Despite the impression that money laundering mainly occurs in small, landlocked European states or islands covered in palm trees, in reality, the U.S. political and economic system is remarkably open for the practice. U.S. Treasury Secretary Janet Yellen said in December 2021 that “the best place to hide and launder ill-gotten gains is actually the United States,” and these words have been repeated by her and other Treasury Department officials in various forms ever since.

Conflict finance, drug trafficking, terrorism, kleptocracy, sanctions busting, and a host of other global ills are facilitated by money laundering in the United States. But despite former President Donald Trump’s pronounced “tough-on-crime” approach, other parts of the Republican Party platform, the conservative Heritage Foundation think tank’s “Project 2025” strategy document, and several of Trump’s so-called crypto bro backers have advocated disassembling crucial aspects of U.S. institutions aimed at anti-money laundering and countering terrorism finance (AML-CTF).

This would open the floodgates for even more dirty money and its associated crime to enter into the United States. Should these efforts succeed, the results for the nation and the international system would be disastrous.

Global criminal networks cannot survive for long without money laundering. Money laundering is simply the act of making dirty money appear clean—or at least, not so dirty that no one will deal with it.

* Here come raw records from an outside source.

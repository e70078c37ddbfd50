//! Defines the templates and route handlers for the page to display for an internal server error.
use axum::{
    http::StatusCode,
    response::{Html, IntoResponse, Response},
};

use crate::html::error_view;

pub struct InternalServerError<'a> {
    pub description: &'a str,
    pub fix: &'a str,
}

impl Default for InternalServerError<'_> {
    fn default() -> Self {
        Self {
            description: "Sorry, something went wrong.",
            fix: "Try again later or check the server logs",
        }
    }
}

impl InternalServerError<'_> {
    pub fn into_html(self) -> Html<String> {
        Html(error_view("Internal Server Error", "500", self.description, self.fix).into_string())
    }
}

impl IntoResponse for InternalServerError<'_> {
    fn into_response(self) -> Response {
        (StatusCode::INTERNAL_SERVER_ERROR, self.into_html()).into_response()
    }
}

pub async fn get_internal_server_error_page() -> Response {
    InternalServerError::default().into_response()
}
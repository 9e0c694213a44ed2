use std::sync::Arc;

use esmpack_common::DependencyType;
use esmpack_error::BuildResult;

use crate::{
  dependency_templates::ExternalImportTemplate, rewrite_external_references, Compilation,
  CompilerHooks, Plugin,
};

/// Keeps requests listed in the `externals` option out of the bundle. Once every module is built,
/// references to them are pointed at their external requests.
#[derive(Debug, Default)]
pub struct ExternalsPlugin;

impl Plugin for ExternalsPlugin {
  fn apply(&self, hooks: &mut CompilerHooks) -> BuildResult<()> {
    hooks.compilation.tap(self.name(), Arc::new(compilation));
    Ok(())
  }
}

fn compilation(compilation: &mut Compilation) -> BuildResult<()> {
  compilation.dependency_templates.set(DependencyType::ExternalImport, ExternalImportTemplate);
  compilation.hooks.finish_modules.tap("ExternalsPlugin", Arc::new(finish_modules));
  Ok(())
}

fn finish_modules(compilation: &mut Compilation) -> BuildResult<()> {
  rewrite_external_references(compilation)?;
  Ok(())
}

#[cfg(test)]
mod tests {
  use esmpack_common::{normalize_options, CompilerOptions, DependencyType};

  use super::ExternalsPlugin;
  use crate::{Compilation, CompilerHooks, Plugin};

  #[test]
  fn registers_template_and_finish_modules() {
    let mut hooks = CompilerHooks::default();
    ExternalsPlugin.apply(&mut hooks).unwrap();
    assert_eq!(hooks.compilation.tap_names().collect::<Vec<_>>(), ["ExternalsPlugin"]);

    let mut compilation = Compilation::new(normalize_options(CompilerOptions::default()).into());
    assert!(!compilation.dependency_templates.has(DependencyType::ExternalImport));
    for callback in hooks.compilation.callbacks() {
      callback(&mut compilation).unwrap();
    }
    assert!(compilation.dependency_templates.has(DependencyType::ExternalImport));
    assert!(compilation.hooks.finish_modules.is_used());
  }
}
use bitflags::bitflags;
use esmpack_utils::{
  indexmap::{FxIndexMap, FxIndexSet},
  rstr::Rstr,
};
use oxc::span::Span;

bitflags! {
  #[derive(Debug, Default, Clone, Copy, PartialEq, Eq)]
  pub struct BuildMetaFlags: u8 {
    /// The module is strict ESM (`.mjs` or `"type": "module"`).
    const STRICT_HARMONY_MODULE = 1;
  }
}

#[derive(Debug, Default, Clone)]
pub struct BuildMeta {
  pub flags: BuildMetaFlags,
  /// Maps the exports-object property of every export to the local identifier it ends up as in
  /// the output. Only concatenated modules whose exports were fully resolved carry it. Every used
  /// export name must be present; lookups index it directly.
  pub exports_final_name: Option<FxIndexMap<Rstr, Rstr>>,
}

#[derive(Debug, Default, Clone)]
pub struct BuildInfo {
  /// Names declared at the top level of the module.
  pub top_level_declarations: FxIndexSet<Rstr>,
  /// `export * from '<external>'` statements whose dependency was pruned.
  pub reexported_externals: Vec<ReexportedExternal>,
}

/// A star re-export of an external module. The statement at `range` is dropped from the module
/// body and re-emitted as `export * from "<request>";` after the export clause.
#[derive(Debug, Clone, PartialEq, Eq)]
pub struct ReexportedExternal {
  /// The external request, e.g. `external111` for a source that wrote `external1`.
  pub request: Rstr,
  pub range: Span,
}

Just as legal businesses require the easy flow of finance to operate and profit, so too do organized crime groups, which makes money laundering a vital component to their operations. Criminals need to hide their identities so that they can use and enjoy their ill-gotten gains without attracting attention. Overseas criminal suppliers and other enablers must be paid—often in local currencies—thereby requiring adroit cross-border shadow banking. And even great-power politics comes into play, with Chinese networks now considered the primary money launderers for a variety of crime cartels, including for illicit narcotics.

Money laundering is also important for violent acts of extremism. For example, before Hamas’s Oct. 7, 2023, attacks in Israel, it brought in more than $1 billion per year. While the largest portions came from local sources, such as import taxes, and via Iran and Qatar, Israeli officials say that about $500 million came as money laundered from Hamas’s investments abroad, including in construction and mining. Meanwhile, Lebanese militant group Hezbollah has one of the most long-standing and extensive global money laundering networks in the history of terrorism, and major U.S. law enforcement operations are regularly undertaken across multiple continents to try to tamp down the group’s ability to move and use funds.

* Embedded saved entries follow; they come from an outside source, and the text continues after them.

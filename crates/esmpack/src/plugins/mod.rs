pub mod externals_plugin;
pub mod library;

use std::{borrow::Cow, fmt::Debug};

use esmpack_error::BuildResult;
use esmpack_utils::pretty_type_name::pretty_type_name;

use crate::CompilerHooks;

pub trait Plugin: Debug + Send + Sync {
  fn name(&self) -> Cow<'static, str> {
    pretty_type_name::<Self>()
  }

  /// Registers the plugin's taps. Called once, before the first compilation is created.
  fn apply(&self, hooks: &mut CompilerHooks) -> BuildResult<()>;
}
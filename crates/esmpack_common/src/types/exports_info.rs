use esmpack_utils::{indexmap::FxIndexMap, rstr::Rstr};

use crate::{ModuleIdx, RuntimeSpec};

/// Whether an export is statically known to exist.
#[derive(Debug, Default, Clone, Copy, PartialEq, Eq)]
pub enum ExportProvided {
  Provided,
  NotProvided,
  #[default]
  Unknown,
}

impl ExportProvided {
  pub fn is_provided(self) -> bool {
    matches!(self, Self::Provided)
  }

  pub fn is_not_provided(self) -> bool {
    matches!(self, Self::NotProvided)
  }
}

/// Where a re-export forwards to. `export: None` forwards the whole namespace object.
#[derive(Debug, Clone, PartialEq, Eq)]
pub struct ExportTarget {
  pub module: ModuleIdx,
  pub export: Option<Vec<Rstr>>,
}

impl ExportTarget {
  pub fn new(module: ModuleIdx, export: Option<Vec<Rstr>>) -> Self {
    Self { module, export }
  }

  /// The first name of the forwarded export path, if any.
  pub fn first_export(&self) -> Option<&Rstr> {
    self.export.as_ref().and_then(|names| names.first())
  }
}

#[derive(Debug, Clone)]
pub struct ExportInfo {
  name: Rstr,
  pub provided: ExportProvided,
  /// Set when minification or mangling gave the export another property name.
  pub used_name: Option<Rstr>,
  /// Runtimes the export is used in. `None` means usage isn't tracked per runtime, so the export
  /// counts as used everywhere.
  pub used_in_runtime: Option<RuntimeSpec>,
  /// The export is declared by its own module even though a target might be recorded.
  pub terminal_binding: bool,
  target: Option<ExportTarget>,
}

impl ExportInfo {
  pub fn new(name: Rstr) -> Self {
    Self {
      name,
      provided: ExportProvided::Unknown,
      used_name: None,
      used_in_runtime: None,
      terminal_binding: false,
      target: None,
    }
  }

  pub fn name(&self) -> &Rstr {
    &self.name
  }

  /// The property name the export is stored under in `runtime`, or `None` when it's unused
  /// there.
  pub fn get_used_name(&self, fallback_name: &Rstr, runtime: &RuntimeSpec) -> Option<Rstr> {
    if let Some(used_in) = &self.used_in_runtime {
      if runtime.is_unspecified() {
        if used_in.is_empty() {
          return None;
        }
      } else if !runtime.iter().any(|runtime| used_in.contains(runtime)) {
        return None;
      }
    }
    Some(self.used_name.clone().unwrap_or_else(|| fallback_name.clone()))
  }

  pub fn set_provided(&mut self, provided: ExportProvided) {
    self.provided = provided;
  }

  pub fn is_reexport(&self) -> bool {
    !self.terminal_binding && self.target.is_some()
  }

  /// One hop of the re-export chain. Use `ModuleGraph::resolve_reexport` to walk all of it.
  pub fn target(&self) -> Option<&ExportTarget> {
    self.target.as_ref()
  }

  pub fn set_target(&mut self, target: Option<ExportTarget>) {
    self.target = target;
  }
}

/// The export surface of one module.
#[derive(Debug, Default, Clone)]
pub struct ExportsInfo {
  exports: FxIndexMap<Rstr, ExportInfo>,
  /// Answer for names without an entry of their own.
  pub other_exports_provided: ExportProvided,
}

impl ExportsInfo {
  /// Exports in their stable order. Rendering must follow this order.
  pub fn ordered_exports(&self) -> impl Iterator<Item = &ExportInfo> {
    self.exports.values()
  }

  pub fn export_info(&self, name: &str) -> Option<&ExportInfo> {
    self.exports.get(name)
  }

  /// Gets the entry for `name`, appending a new one at the end of the order if missing.
  pub fn export_info_mut(&mut self, name: &str) -> &mut ExportInfo {
    self.exports.entry(Rstr::new(name)).or_insert_with(|| ExportInfo::new(Rstr::new(name)))
  }

  pub fn is_export_provided(&self, name: &str) -> ExportProvided {
    self.exports.get(name).map_or(self.other_exports_provided, |info| info.provided)
  }

  pub fn len(&self) -> usize {
    self.exports.len()
  }

  pub fn is_empty(&self) -> bool {
    self.exports.is_empty()
  }

  /// Shorthand for declaring a provided, local export.
  pub fn provide(&mut self, name: &str) -> &mut ExportInfo {
    let info = self.export_info_mut(name);
    info.provided = ExportProvided::Provided;
    info.terminal_binding = true;
    info
  }

  /// Shorthand for declaring a provided re-export of `target`.
  pub fn provide_reexport(&mut self, name: &str, target: ExportTarget) -> &mut ExportInfo {
    let info = self.export_info_mut(name);
    info.provided = ExportProvided::Provided;
    info.terminal_binding = false;
    info.set_target(Some(target));
    info
  }
}

#[cfg(test)]
mod tests {
  use esmpack_utils::rstr::Rstr;

  use super::{ExportProvided, ExportTarget, ExportsInfo};
  use crate::{ModuleIdx, RuntimeSpec};

  #[test]
  fn ordered_exports_keep_insertion_order() {
    let mut info = ExportsInfo::default();
    info.provide("z");
    info.provide("a");
    info.provide("m");
    info.provide("a");
    let names = info.ordered_exports().map(|e| e.name().as_str()).collect::<Vec<_>>();
    assert_eq!(names, ["z", "a", "m"]);
  }

  #[test]
  fn used_name_depends_on_runtime() {
    let mut info = ExportsInfo::default();
    let export = info.provide("foo");
    export.used_name = Some(Rstr::new("a"));
    export.used_in_runtime = Some(RuntimeSpec::single("main"));

    let export = info.export_info("foo").unwrap();
    let name = Rstr::new("foo");
    assert_eq!(export.get_used_name(&name, &RuntimeSpec::single("main")), Some(Rstr::new("a")));
    assert_eq!(export.get_used_name(&name, &RuntimeSpec::single("worker")), None);
    assert_eq!(export.get_used_name(&name, &RuntimeSpec::default()), Some(Rstr::new("a")));
  }

  #[test]
  fn reexport_requires_non_terminal_target() {
    let mut info = ExportsInfo::default();
    info.provide_reexport("foo", ExportTarget::new(ModuleIdx::from_usize(1), None));
    assert!(info.export_info("foo").unwrap().is_reexport());
    info.export_info_mut("foo").terminal_binding = true;
    assert!(!info.export_info("foo").unwrap().is_reexport());
    assert_eq!(info.is_export_provided("missing"), ExportProvided::Unknown);
  }
}
pub mod concatenate;
pub mod rewrite_externals;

Much of the United States’ transformation into one of the world’s key offshore jurisdictions rests upon the ease with which anyone around the world could set up an anonymous shell company in the country. Because of the structure of the nation’s corporate formation industry, in which states, rather than the federal government, oversee the creation of companies—including shell companies—states such as Delaware, Nevada, and Wyoming have competed with one another to offer the most opaque tools.

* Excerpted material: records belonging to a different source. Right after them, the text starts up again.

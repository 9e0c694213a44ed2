pub mod modern_module_library_plugin;
pub mod module_library_plugin;

use esmpack_common::{LibraryName, LibraryOptions};
use esmpack_error::{BuildResult, ConfigError};

use crate::{hooks::RenderStartupContext, render_exports, Compilation};

/// ES module output has no global to assign the library to, so a `name` is a mistake.
pub fn parse_library_options(options: &LibraryOptions) -> Result<(), ConfigError> {
  if options.name.as_ref().is_some_and(LibraryName::is_set) {
    return Err(ConfigError::LibraryNameMustBeUnset);
  }
  Ok(())
}

/// Appends the export clause of the chunk's entry module.
fn render_library_exports(
  compilation: &Compilation,
  ctx: &RenderStartupContext,
  source: &mut String,
) -> BuildResult<()> {
  let module = compilation.module(ctx.module);
  let runtime = &compilation.chunk_graph.chunk(ctx.chunk).runtime;
  let final_names = module.build_meta().exports_final_name.as_ref();
  if let Some(exports) = render_exports(compilation, ctx.module, final_names, runtime).to_source() {
    if !source.is_empty() && !source.ends_with('\n') {
      source.push('\n');
    }
    source.push_str(&exports);
    source.push('\n');
  }
  Ok(())
}
use crate::{Compilation, RenderedChunk};

pub struct CompileOutput {
  pub chunks: Vec<RenderedChunk>,
  /// The sealed compilation, kept so callers can inspect the final graph.
  pub compilation: Compilation,
}

impl CompileOutput {
  pub fn chunk_by_name(&self, name: &str) -> Option<&RenderedChunk> {
    self.chunks.iter().find(|chunk| chunk.name.as_ref().is_some_and(|n| n == name))
  }
}
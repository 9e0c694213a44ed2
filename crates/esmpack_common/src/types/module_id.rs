use arcstr::ArcStr;

/// `ModuleId` is the unique string identifier for each module.
/// - It will be used to identify the module in the whole compilation.
/// - Concatenated modules derive theirs from the root module's id and the merged runtime.
#[derive(Debug, PartialEq, Eq, PartialOrd, Ord, Hash, Clone)]
pub struct ModuleId(ArcStr);

impl ModuleId {
  pub fn new(value: impl Into<ArcStr>) -> Self {
    Self(value.into())
  }
}

impl std::ops::Deref for ModuleId {
  type Target = str;

  fn deref(&self) -> &Self::Target {
    &self.0
  }
}

impl AsRef<str> for ModuleId {
  fn as_ref(&self) -> &str {
    self
  }
}

impl std::fmt::Display for ModuleId {
  fn fmt(&self, f: &mut std::fmt::Formatter<'_>) -> std::fmt::Result {
    f.write_str(&self.0)
  }
}

impl From<ArcStr> for ModuleId {
  fn from(value: ArcStr) -> Self {
    Self::new(value)
  }
}

impl From<&str> for ModuleId {
  fn from(value: &str) -> Self {
    Self::new(value)
  }
}
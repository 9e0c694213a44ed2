use std::{borrow::Borrow, fmt, ops::Deref};

use arcstr::ArcStr;

/// Cheap-to-clone immutable string used for request strings, export names and identifiers.
#[derive(Default, Clone, PartialEq, Eq, PartialOrd, Ord, Hash)]
pub struct Rstr(ArcStr);

impl Rstr {
  pub fn new(value: &str) -> Self {
    Self(ArcStr::from(value))
  }

  pub fn as_str(&self) -> &str {
    &self.0
  }
}

impl Deref for Rstr {
  type Target = str;

  fn deref(&self) -> &Self::Target {
    &self.0
  }
}

impl AsRef<str> for Rstr {
  fn as_ref(&self) -> &str {
    &self.0
  }
}

impl Borrow<str> for Rstr {
  fn borrow(&self) -> &str {
    &self.0
  }
}

impl fmt::Debug for Rstr {
  fn fmt(&self, f: &mut fmt::Formatter<'_>) -> fmt::Result {
    fmt::Debug::fmt(self.as_str(), f)
  }
}

impl fmt::Display for Rstr {
  fn fmt(&self, f: &mut fmt::Formatter<'_>) -> fmt::Result {
    fmt::Display::fmt(self.as_str(), f)
  }
}

impl From<&str> for Rstr {
  fn from(value: &str) -> Self {
    Self::new(value)
  }
}

impl From<String> for Rstr {
  fn from(value: String) -> Self {
    Self(ArcStr::from(value))
  }
}

impl From<ArcStr> for Rstr {
  fn from(value: ArcStr) -> Self {
    Self(value)
  }
}

impl PartialEq<str> for Rstr {
  fn eq(&self, other: &str) -> bool {
    self.as_str() == other
  }
}

impl PartialEq<&str> for Rstr {
  fn eq(&self, other: &&str) -> bool {
    self.as_str() == *other
  }
}

pub trait ToRstr {
  fn to_rstr(&self) -> Rstr;
}

impl ToRstr for str {
  fn to_rstr(&self) -> Rstr {
    Rstr::new(self)
  }
}

impl ToRstr for String {
  fn to_rstr(&self) -> Rstr {
    Rstr::new(self)
  }
}

#[test]
fn test_rstr_lookup_by_str() {
  let mut map = rustc_hash::FxHashMap::default();
  map.insert(Rstr::new("default"), 1);
  assert_eq!(map.get("default"), Some(&1));
  assert_eq!(Rstr::from("a"), "a");
}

This competition transformed the United States’ corporate formation sector into an effective black box, making it nearly impossible to trace the ultimate source of the funds involved and making U.S. shell companies the perfect tools for oligarchs, kleptocrats, narco-traffickers, and others looking to hide their wealth.

But it wasn’t just the shell companies that accelerated the U.S. transformation into an offshore haven. Decadeslong loopholes have allowed the U.S. real estate sector to provide anonymous purchases to anyone around the world, turning the industry into a massive sponge for illicit wealth. Similar loopholes, likewise, transformed the country’s multitrillion-dollar private investment sector—private equity, hedge funds, venture capital, and more—into dirty money laundromats targeted by everyone from Persian Gulf dictatorships to Russian oligarchs. All the while, U.S. lawyers escaped any anti-money laundering requirements whatsoever.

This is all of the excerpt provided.